Mein Lieblingscharakter ist und bleibt der kauzige Totengräber Augustin Rothmayer. Obwohl er wirklich manchmal sehr harsch in seiner Äußerung und sein Benehmen wirken kann, das Herz hat er definitiv am rechten Fleck. Sein neustes Buch, „Totenkulte der Völker“, dessen Auszüge ich ebenfalls lesen durfte, waren manchmal wieder nichts für schwache Nerven. Ich fand es aber sehr interessant, wie andere Kulturen mit den Verstorbenen oder dem Tod allgemein umgehen.
Ein wenig schade fand ich jedoch, dass er gar nicht so viel Raum innerhalb der Geschichte bekam. Daher finde ich persönlich den Titel etwas irreführend. Im Grunde müsste es eher heißen: „Die Mumie und der Piefke“ oder so.

Ich habe das Buch parallel gelesen und gehört. Beim Hörbuch sollte beachtet werden, dass es sich hierbei um eine gekürzte Fassung handelt. Das fand ich etwas schade, denn die Sachen, die ausgelassen wurden, sind ebenfalls interessant. Spannenderweise scheint das Hörbuch aktueller zu sein, denn ein inhaltlicher Fehler zum Totenglauben der Ägypter war im Hörbuch bereits korrigiert. Manchmal wurden auch Wörter durch Sinngleiche ersetzt. Das habe ich nicht ganz nachvollziehen können, tat der Geschichte aber an sich keinen Abbruch.
Generell kann ich das Hörbuch aber wärmstens empfehlen, denn Hans Jürgen Stockerl versteht es meisterhaft, der Geschichte Lebendigkeit zu verleihen. Er schaffte es, humorvolle Augenblicke genauso wirkungsvoll in Szene zu setzen wie schaurige Details und vor spannungstrotzende Ereignisse. Zudem gelang es mir hervorragend, die vielen Charaktere auseinanderzuhalten, da Hans Jürgen Stockerl seine Sprechweise auf die jeweilige Figur anpasste. Am herrlichsten fand ich den Wiener Dialekt, ich hatte immer das Gefühl, mitten in Wien um 1894 zu sein und den verschiedensten Charakteren über die Schulter zu blicken.

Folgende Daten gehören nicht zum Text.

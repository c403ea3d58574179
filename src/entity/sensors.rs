use sea_orm::entity::prelude::*;
use serde::{Deserialize, Serialize};

#[derive(Clone, Debug, PartialEq, Eq, DeriveEntityModel, Serialize, Deserialize)]
#[sea_orm(table_name = "sensors")]
pub struct Model {
    #[sea_orm(primary_key)]
    pub id: i32,
    #[sea_orm(unique)]
    pub serial_number: String,
    pub location: Option<String>,
    /// lora, zigbee, sigfox, rfid, pir, dht22, mq135
    pub protocol: String,
    /// active / inactive
    pub status: String,
    pub created_at: Option<DateTimeWithTimeZone>,
}

#[derive(Copy, Clone, Debug, EnumIter, DeriveRelation)]
pub enum Relation {
    #[sea_orm(has_many = "super::readings::Entity")]
    Readings,
    #[sea_orm(has_many = "super::alerts::Entity")]
    Alerts,
}

impl Related<super::readings::Entity> for Entity {
    fn to() -> RelationDef {
        Relation::Readings.def()
    }
}

impl Related<super::alerts::Entity> for Entity {
    fn to() -> RelationDef {
        Relation::Alerts.def()
    }
}

impl ActiveModelBehavior for ActiveModel {}
//! Implementation descriptor schema.
//!
//! Defines the structure of plugin JSON files and the built-in
//! implementations shipped with Luna.

use crate::types::EntityType;
use serde::{Deserialize, Serialize};

/// A plugin file declaring one implementation.
///
/// ```json
/// { "id": "mastodon", "entityType": "integration", "displayName": "Mastodon" }
/// ```
#[derive(Debug, Clone, PartialEq, Eq, Serialize, Deserialize)]
#[serde(rename_all = "camelCase")]
pub struct PluginDescriptor {
    /// Implementation name; entities refer to it by this id.
    pub id: String,
    pub entity_type: EntityType,
    pub display_name: String,
    #[serde(default)]
    pub description: Option<String>,
}

/// A discoverable implementation of an entity type.
#[derive(Debug, Clone, PartialEq, Eq, Serialize)]
pub struct Implementation {
    pub name: String,
    pub entity_type: EntityType,
    pub display_name: String,
    #[serde(skip_serializing_if = "Option::is_none")]
    pub description: Option<String>,
    /// Shipped with Luna rather than loaded from a plugin file.
    pub builtin: bool,
}

impl From<PluginDescriptor> for Implementation {
    fn from(plugin: PluginDescriptor) -> Self {
        Self {
            name: plugin.id,
            entity_type: plugin.entity_type,
            display_name: plugin.display_name,
            description: plugin.description,
            builtin: false,
        }
    }
}

const BUILTINS: &[(EntityType, &str, &str, &str)] = &[
    (EntityType::Database, "sqlite", "SQLite", "Single-file SQLite database"),
    (EntityType::Database, "memory", "In-memory", "Volatile store for the current process"),
    (EntityType::Integration, "local", "Local", "Plain directory on disk"),
    (EntityType::Integration, "github", "GitHub", "Repository published with git and gh"),
    (EntityType::Integration, "website", "Website", "Jekyll site"),
    (EntityType::Integration, "pdf", "PDF", "Rendered PDF document"),
    (EntityType::Integration, "instagram", "Instagram", "Instagram posts"),
    (EntityType::Integration, "things3", "Things 3", "Things 3 project"),
];

/// Built-in implementations of `entity_type`, in declaration order.
pub fn builtin_implementations(entity_type: EntityType) -> Vec<Implementation> {
    BUILTINS
        .iter()
        .filter(|(t, ..)| *t == entity_type)
        .map(|(t, name, display_name, description)| Implementation {
            name: name.to_string(),
            entity_type: *t,
            display_name: display_name.to_string(),
            description: Some(description.to_string()),
            builtin: true,
        })
        .collect()
}

#[cfg(test)]
mod tests {
    use super::*;

    #[test]
    fn test_builtins_per_type() {
        let names: Vec<_> = builtin_implementations(EntityType::Database)
            .into_iter()
            .map(|i| i.name)
            .collect();
        assert_eq!(names, vec!["sqlite", "memory"]);
        assert_eq!(builtin_implementations(EntityType::Integration).len(), 6);
        assert!(builtin_implementations(EntityType::Project).is_empty());
    }

    #[test]
    fn test_descriptor_parses_camel_case() {
        let plugin: PluginDescriptor = serde_json::from_str(
            r#"{"id": "notion", "entityType": "integration", "displayName": "Notion"}"#,
        )
        .unwrap();
        assert_eq!(plugin.entity_type, EntityType::Integration);
        assert_eq!(plugin.description, None);

        let implementation = Implementation::from(plugin);
        assert_eq!(implementation.name, "notion");
        assert!(!implementation.builtin);
    }
}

Generell lebt die Geschichte von vielen Perspektivwechseln, die alle durch den personalen Erzähler begleitet werden. Auch hier gab es für mich keine Probleme mitzuhalten, alles ist so schlüssig aufgebaut, dass ich spielend leicht folgen konnte.
Die Konstruktion der zwei Kriminalfälle ist gut ausgetüftelt. Der Mumien-Fall ist höchstinteressant, bis kurz vorm Ende habe ich das ganze Ausmaß nicht durchschaut. Ebenso erging es mir bei den Stricher-Morden, die besonders brutal gewesen sind. Hier braucht der Lesende definitiv einen starken Magen, denn manchmal waren die Beschreibungen schon detaillierter.

Ich mochte es sehr mitzuraten und habe „Das Mädchen und der Totengräber“ super gern gelesen und gehört. Es hat mir unglaublich viel Spaß gemacht, Leo über die Schulter zu schauen oder den knurrigen Rothmayer zu begleiten. Am meisten faszinierte mich jedoch die Komplexität, mit der die Geschichte aufgebaut wurde und dadurch viel Tiefgang erhielt.
Was dich erwartet: Zwei spannende Kriminalfälle in Wien um 1894, die der junge Inspektor Leopold von Herzfeldt mit den neuesten Methoden der Kriminalistik aufzuklären gedenkt. Dabei erhält er ungewollte Unterstützung vom eigensinnigen und kauzigen Totengräber Augustin Rothmayer.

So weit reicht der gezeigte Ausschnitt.